• SUPPLIED DATA

---------------

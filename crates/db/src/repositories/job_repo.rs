//! Repository for the `jobs` and `job_unique_locks` tables.
//!
//! Status transitions use [`JobStatus`]; no status literal appears in SQL.
//! A unique key is held by a row in `job_unique_locks` whose primary key is
//! the key itself, so acquiring it is a single `INSERT .. ON CONFLICT DO
//! NOTHING` inside the enqueue transaction.

use kublade_core::queue::{EnqueueOutcome, NewJob};
use kublade_core::types::{new_id, DbId, Timestamp};
use sqlx::PgPool;

use crate::models::job::{Job, QueueStatusCount};
use crate::models::status::JobStatus;

/// Every `jobs` column, in [`JobRow`] order.
const COLUMNS: &str = "\
    id, job_type, queue, payload, unique_key, tags, status_id, \
    attempts, max_attempts, error_message, \
    enqueued_at, available_at, started_at, completed_at, \
    created_at, updated_at";

/// Queue persistence. See [`crate::queue::PgJobQueue`] for the trait adapter.
pub struct JobRepo;

impl JobRepo {
    /// Insert a pending job, acquiring its unique key first if it has one.
    ///
    /// Concurrent enqueues with the same key serialise on the lock row's
    /// primary key; all but one observe the conflict and roll back.
    pub async fn enqueue(pool: &PgPool, job: &NewJob) -> Result<EnqueueOutcome, sqlx::Error> {
        let mut tx = pool.begin().await?;
        let id = new_id();

        sqlx::query(
            "INSERT INTO jobs (id, job_type, queue, payload, unique_key, tags, status_id, max_attempts) \
             VALUES ($1, $2, $3, $4, $5, $6, $7, $8)",
        )
        .bind(id)
        .bind(&job.job_type)
        .bind(&job.queue)
        .bind(&job.payload)
        .bind(&job.unique_key)
        .bind(&job.tags)
        .bind(JobStatus::Pending.id())
        .bind(job.max_attempts)
        .execute(&mut *tx)
        .await?;

        if let Some(key) = &job.unique_key {
            let acquired = sqlx::query(
                "INSERT INTO job_unique_locks (unique_key, job_id) VALUES ($1, $2) \
                 ON CONFLICT (unique_key) DO NOTHING",
            )
            .bind(key)
            .bind(id)
            .execute(&mut *tx)
            .await?;

            if acquired.rows_affected() == 0 {
                tx.rollback().await?;
                return Ok(EnqueueOutcome::Duplicate {
                    unique_key: key.clone(),
                });
            }
        }

        tx.commit().await?;
        Ok(EnqueueOutcome::Enqueued(id))
    }

    /// Claim the oldest available pending job, preferring queues earlier in `queues`.
    ///
    /// Uses `FOR UPDATE SKIP LOCKED` so concurrent workers never claim the same row.
    pub async fn claim_next(pool: &PgPool, queues: &[String]) -> Result<Option<Job>, sqlx::Error> {
        let query = format!(
            "UPDATE jobs \
             SET status_id = $2, attempts = attempts + 1, started_at = NOW() \
             WHERE id = ( \
                 SELECT id FROM jobs \
                 WHERE status_id = $3 AND queue = ANY($1) AND available_at <= NOW() \
                 ORDER BY array_position($1, queue), enqueued_at ASC, id ASC \
                 LIMIT 1 \
                 FOR UPDATE SKIP LOCKED \
             ) \
             RETURNING {COLUMNS}"
        );
        sqlx::query_as::<_, Job>(&query)
            .bind(queues)
            .bind(JobStatus::Running.id())
            .bind(JobStatus::Pending.id())
            .fetch_optional(pool)
            .await
    }

    pub async fn find_by_id(pool: &PgPool, id: DbId) -> Result<Option<Job>, sqlx::Error> {
        let query = format!("SELECT {COLUMNS} FROM jobs WHERE id = $1");
        sqlx::query_as::<_, Job>(&query)
            .bind(id)
            .fetch_optional(pool)
            .await
    }

    /// Mark a job running under `attempt` completed and drop its unique lock.
    ///
    /// Returns `None` if the job does not exist, is not running, or was
    /// claimed again since.
    pub async fn complete(pool: &PgPool, id: DbId, attempt: i32) -> Result<Option<Job>, sqlx::Error> {
        let mut tx = pool.begin().await?;

        let query = format!(
            "UPDATE jobs SET status_id = $2, completed_at = NOW() \
             WHERE id = $1 AND status_id = $3 AND attempts = $4 \
             RETURNING {COLUMNS}"
        );
        let job = sqlx::query_as::<_, Job>(&query)
            .bind(id)
            .bind(JobStatus::Completed.id())
            .bind(JobStatus::Running.id())
            .bind(attempt)
            .fetch_optional(&mut *tx)
            .await?;

        if job.is_some() {
            sqlx::query("DELETE FROM job_unique_locks WHERE job_id = $1")
                .bind(id)
                .execute(&mut *tx)
                .await?;
        }

        tx.commit().await?;
        Ok(job)
    }

    /// Record the failure of `attempt` on a running job.
    ///
    /// While `attempts < max_attempts` the job goes back to pending and keeps
    /// its lock; otherwise it is failed and the lock is dropped. Returns `None`
    /// if the job does not exist or is not running under `attempt`.
    pub async fn fail(
        pool: &PgPool,
        id: DbId,
        attempt: i32,
        error: &str,
    ) -> Result<Option<Job>, sqlx::Error> {
        let mut tx = pool.begin().await?;

        let query = format!(
            "UPDATE jobs SET \
                error_message = $2, \
                status_id = CASE WHEN attempts < max_attempts THEN $3 ELSE $4 END, \
                started_at = CASE WHEN attempts < max_attempts THEN NULL ELSE started_at END, \
                completed_at = CASE WHEN attempts < max_attempts THEN NULL ELSE NOW() END \
             WHERE id = $1 AND status_id = $5 AND attempts = $6 \
             RETURNING {COLUMNS}"
        );
        let job = sqlx::query_as::<_, Job>(&query)
            .bind(id)
            .bind(error)
            .bind(JobStatus::Pending.id())
            .bind(JobStatus::Failed.id())
            .bind(JobStatus::Running.id())
            .bind(attempt)
            .fetch_optional(&mut *tx)
            .await?;

        if job.as_ref().is_some_and(|j| j.status_id == JobStatus::Failed.id()) {
            sqlx::query("DELETE FROM job_unique_locks WHERE job_id = $1")
                .bind(id)
                .execute(&mut *tx)
                .await?;
        }

        tx.commit().await?;
        Ok(job)
    }

    /// Job counts grouped by queue and status.
    pub async fn counts(pool: &PgPool) -> Result<Vec<QueueStatusCount>, sqlx::Error> {
        sqlx::query_as::<_, QueueStatusCount>(
            "SELECT queue, status_id, COUNT(*) AS count FROM jobs \
             GROUP BY queue, status_id ORDER BY queue ASC",
        )
        .fetch_all(pool)
        .await
    }

    /// Return jobs stuck in running since before `started_before` to pending.
    pub async fn requeue_stale(pool: &PgPool, started_before: Timestamp) -> Result<u64, sqlx::Error> {
        let result = sqlx::query(
            "UPDATE jobs SET status_id = $1, started_at = NULL \
             WHERE status_id = $2 AND started_at < $3",
        )
        .bind(JobStatus::Pending.id())
        .bind(JobStatus::Running.id())
        .bind(started_before)
        .execute(pool)
        .await?;
        Ok(result.rows_affected())
    }
}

---------------

• PROBLEM DETAILS
The whole listing above should be output again exactly.

• SOLUTION TO THIS TASK
filename crates/db/src/repositories/job_repo.rs
//! Repository for the `jobs` and `job_unique_locks` tables.
//!
//! Status transitions use [`JobStatus`]; no status literal appears in SQL.
//! A unique key is held by a row in `job_unique_locks` whose primary key is
//! the key itself, so acquiring it is a single `INSERT .. ON CONFLICT DO
//! NOTHING` inside the enqueue transaction.

use kublade_core::queue::{EnqueueOutcome, NewJob};
use kublade_core::types::{new_id, DbId, Timestamp};
use sqlx::PgPool;

use crate::models::job::{Job, QueueStatusCount};
use crate::models::status::JobStatus;

/// Every `jobs` column, in [`JobRow`] order.
const COLUMNS: &str = "\
    id, job_type, queue, payload, unique_key, tags, status_id, \
    attempts, max_attempts, error_message, \
    enqueued_at, available_at, started_at, completed_at, \
    created_at, updated_at";

/// Queue persistence. See [`crate::queue::PgJobQueue`] for the trait adapter.
pub struct JobRepo;

impl JobRepo {
    /// Insert a pending job, acquiring its unique key first if it has one.
    ///
    /// Concurrent enqueues with the same key serialise on the lock row's
    /// primary key; all but one observe the conflict and roll back.
    pub async fn enqueue(pool: &PgPool, job: &NewJob) -> Result<EnqueueOutcome, sqlx::Error> {
        let mut tx = pool.begin().await?;
        let id = new_id();

        sqlx::query(
            "INSERT INTO jobs (id, job_type, queue, payload, unique_key, tags, status_id, max_attempts) \
             VALUES ($1, $2, $3, $4, $5, $6, $7, $8)",
        )
        .bind(id)
        .bind(&job.job_type)
        .bind(&job.queue)
        .bind(&job.payload)
        .bind(&job.unique_key)
        .bind(&job.tags)
        .bind(JobStatus::Pending.id())
        .bind(job.max_attempts)
        .execute(&mut *tx)
        .await?;

        if let Some(key) = &job.unique_key {
            let acquired = sqlx::query(
                "INSERT INTO job_unique_locks (unique_key, job_id) VALUES ($1, $2) \
                 ON CONFLICT (unique_key) DO NOTHING",
            )
            .bind(key)
            .bind(id)
            .execute(&mut *tx)
            .await?;

            if acquired.rows_affected() == 0 {
                tx.rollback().await?;
                return Ok(EnqueueOutcome::Duplicate {
                    unique_key: key.clone(),
                });
            }
        }

        tx.commit().await?;
        Ok(EnqueueOutcome::Enqueued(id))
    }

    /// Claim the oldest available pending job, preferring queues earlier in `queues`.
    ///
    /// Uses `FOR UPDATE SKIP LOCKED` so concurrent workers never claim the same row.
    pub async fn claim_next(pool: &PgPool, queues: &[String]) -> Result<Option<Job>, sqlx::Error> {
        let query = format!(
            "UPDATE jobs \
             SET status_id = $2, attempts = attempts + 1, started_at = NOW() \
             WHERE id = ( \
                 SELECT id FROM jobs \
                 WHERE status_id = $3 AND queue = ANY($1) AND available_at <= NOW() \
                 ORDER BY array_position($1, queue), enqueued_at ASC, id ASC \
                 LIMIT 1 \
                 FOR UPDATE SKIP LOCKED \
             ) \
             RETURNING {COLUMNS}"
        );
        sqlx::query_as::<_, Job>(&query)
            .bind(queues)
            .bind(JobStatus::Running.id())
            .bind(JobStatus::Pending.id())
            .fetch_optional(pool)
            .await
    }

    pub async fn find_by_id(pool: &PgPool, id: DbId) -> Result<Option<Job>, sqlx::Error> {
        let query = format!("SELECT {COLUMNS} FROM jobs WHERE id = $1");
        sqlx::query_as::<_, Job>(&query)
            .bind(id)
            .fetch_optional(pool)
            .await
    }

    /// Mark a job running under `attempt` completed and drop its unique lock.
    ///
    /// Returns `None` if the job does not exist, is not running, or was
    /// claimed again since.
    pub async fn complete(pool: &PgPool, id: DbId, attempt: i32) -> Result<Option<Job>, sqlx::Error> {
        let mut tx = pool.begin().await?;

        let query = format!(
            "UPDATE jobs SET status_id = $2, completed_at = NOW() \
             WHERE id = $1 AND status_id = $3 AND attempts = $4 \
             RETURNING {COLUMNS}"
        );
        let job = sqlx::query_as::<_, Job>(&query)
            .bind(id)
            .bind(JobStatus::Completed.id())
            .bind(JobStatus::Running.id())
            .bind(attempt)
            .fetch_optional(&mut *tx)
            .await?;

        if job.is_some() {
            sqlx::query("DELETE FROM job_unique_locks WHERE job_id = $1")
                .bind(id)
                .execute(&mut *tx)
                .await?;
        }

        tx.commit().await?;
        Ok(job)
    }

    /// Record the failure of `attempt` on a running job.
    ///
    /// While `attempts < max_attempts` the job goes back to pending and keeps
    /// its lock; otherwise it is failed and the lock is dropped. Returns `None`
    /// if the job does not exist or is not running under `attempt`.
    pub async fn fail(
        pool: &PgPool,
        id: DbId,
        attempt: i32,
        error: &str,
    ) -> Result<Option<Job>, sqlx::Error> {
        let mut tx = pool.begin().await?;

        let query = format!(
            "UPDATE jobs SET \
                error_message = $2, \
                status_id = CASE WHEN attempts < max_attempts THEN $3 ELSE $4 END, \
                started_at = CASE WHEN attempts < max_attempts THEN NULL ELSE started_at END, \
                completed_at = CASE WHEN attempts < max_attempts THEN NULL ELSE NOW() END \
             WHERE id = $1 AND status_id = $5 AND attempts = $6 \
             RETURNING {COLUMNS}"
        );
        let job = sqlx::query_as::<_, Job>(&query)
            .bind(id)
            .bind(error)
            .bind(JobStatus::Pending.id())
            .bind(JobStatus::Failed.id())
            .bind(JobStatus::Running.id())
            .bind(attempt)
            .fetch_optional(&mut *tx)
            .await?;

        if job.as_ref().is_some_and(|j| j.status_id == JobStatus::Failed.id()) {
            sqlx::query("DELETE FROM job_unique_locks WHERE job_id = $1")
                .bind(id)
                .execute(&mut *tx)
                .await?;
        }

        tx.commit().await?;
        Ok(job)
    }

    /// Job counts grouped by queue and status.
    pub async fn counts(pool: &PgPool) -> Result<Vec<QueueStatusCount>, sqlx::Error> {
        sqlx::query_as::<_, QueueStatusCount>(
            "SELECT queue, status_id, COUNT(*) AS count FROM jobs \
             GROUP BY queue, status_id ORDER BY queue ASC",
        )
        .fetch_all(pool)
        .await
    }

    /// Return jobs stuck in running since before `started_before` to pending.
    pub async fn requeue_stale(pool: &PgPool, started_before: Timestamp) -> Result<u64, sqlx::Error> {
        let result = sqlx::query(
            "UPDATE jobs SET status_id = $1, started_at = NULL \
             WHERE status_id = $2 AND started_at < $3",
        )
        .bind(JobStatus::Pending.id())
        .bind(JobStatus::Running.id())
        .bind(started_before)
        .execute(pool)
        .await?;
        Ok(result.rows_affected())
    }
}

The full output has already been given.